Virtual memory compression algorithm

The WKdm algorithm is one of the first in the class of WK virtual memory compression techniques developed initially by Paul R. Wilson and Scott F. Kaplan et al. circa 1999. The "dm" in the WKdm acronym stands for "direct mapped" and refers to the direct mapped hash method used to map uncompressed words in memory to the WKdm algorithm's dictionary.

Motivation

The key insight on which the WKdm algorithm is built is the realization that most high-level programming languages compile to output whose data section(s) have certain very strong data regularities with regard to integers and pointers. Firstly, a large amount of integers and pointers are word-aligned within records, where "word" here will henceforth refer to 32 bits. Additionally, most integers usually contain small values relative to their maximum ranges. For pointers, most proximal in memory to each other reference addresses that are close to each other in memory. Finally, certain data patterns, particularly words of all zeroes, frequently occur and this is exploited by the algorithm.

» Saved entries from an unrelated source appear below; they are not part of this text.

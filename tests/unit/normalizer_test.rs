// Copyright (c) 2025 Kirky.X
//
// Licensed under the MIT License
// See LICENSE file in the project root for full license information.

/// 归一化测试模块
///
/// 用银行页面上常见的写法验证期限与利率文本的归一化结果

#[cfg(test)]
mod tests {
    use ratewatch::domain::services::rate_normalizer::normalize_rate;
    use ratewatch::domain::services::tenure_normalizer::normalize_tenure;

    fn days(text: &str) -> Option<(u32, u32)> {
        normalize_tenure(text).map(|r| (r.min_days(), r.max_days()))
    }

    #[test]
    fn test_published_tenure_phrasings() {
        let cases = [
            ("91 days to 6 months", Some((91, 180))),
            ("1 Year", Some((365, 365))),
            ("less than 46 days", Some((1, 45))),
            ("7 days to 45 days", Some((7, 45))),
            ("180 Days to 210 Days", Some((180, 210))),
            ("1 year to 2 years", Some((365, 730))),
            ("5 years to 10 years", Some((1825, 3650))),
            ("Tenure", None),
            ("--", None),
        ];

        for (text, expected) in cases {
            assert_eq!(days(text), expected, "tenure text: {:?}", text);
        }
    }

    #[test]
    fn test_more_than_years_falls_back_to_year_count() {
        // No open-ended rule exists for years, the bare year count wins.
        assert_eq!(days("more than 5 years"), Some((1825, 1825)));
    }

    #[test]
    fn test_normalized_ranges_are_ordered() {
        for text in ["7 days to 45 days", "9 months to 1 year", "more than 10 days", "444"] {
            let range = normalize_tenure(text).unwrap();
            assert!(range.min_days() >= 1);
            assert!(range.min_days() <= range.max_days());
        }
    }

    #[test]
    fn test_rate_text() {
        assert_eq!(normalize_rate("6.5%"), Some(6.5));
        assert_eq!(normalize_rate(" 7.25 % "), Some(7.25));
        assert_eq!(normalize_rate("150"), None);
        assert_eq!(normalize_rate("N/A"), None);
        assert_eq!(normalize_rate("0"), None);
        assert_eq!(normalize_rate(""), None);
    }
}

To make use of the above data regularities, one need only realize that, frequently, words will share many of their high-order bits either because they aren't large enough to require a full-word bit width, or, said words are pointers whose values reference addresses close in memory to those referenced by nearby pointers. Also, words of all zeroes, which occur frequently, can be easily compressed.

Algorithm

Compression

The WKdm algorithm reads one word at a time from an address range, usually a page or pages, and uses a 16-entry direct mapped dictionary of words to produce compressed output which is segregated into four arrays or "segments" which contain, respectively, "tags" ( 2-bit values indicating the type of (non)match ), dictionary indices, unmatched words and the lower 10 bits of partially matched words. The tag, index and partial match values are initially output into bytes or words in their respective segments, before being “packed” after the number of words in the addresses range to be compressed is exhausted.

For each word read, the word is mapped to the dictionary using a direct-mapped hash, and then the type of (non)match is determined. If a full 32-bit word match is found in the dictionary, then a 2-bit "tag" value indicating a full-word match is written to the tags segment and the 4-bit index of the match within the dictionary is written to the indices segment. If only the high-order 22 bits match, then a different tag is written to the tags segment, the dictionary index of the partial match is output to the indices segment and the differing 10 lower-order bits are recorded in the partial match segment. If no match is found then the new value is added to the dictionary, as well as being emitted to the unmatched-words segment, and another tag signaling this is written to the tags segment. If the read word is all zeroes, then only one tag indicating this is output to the tags segment.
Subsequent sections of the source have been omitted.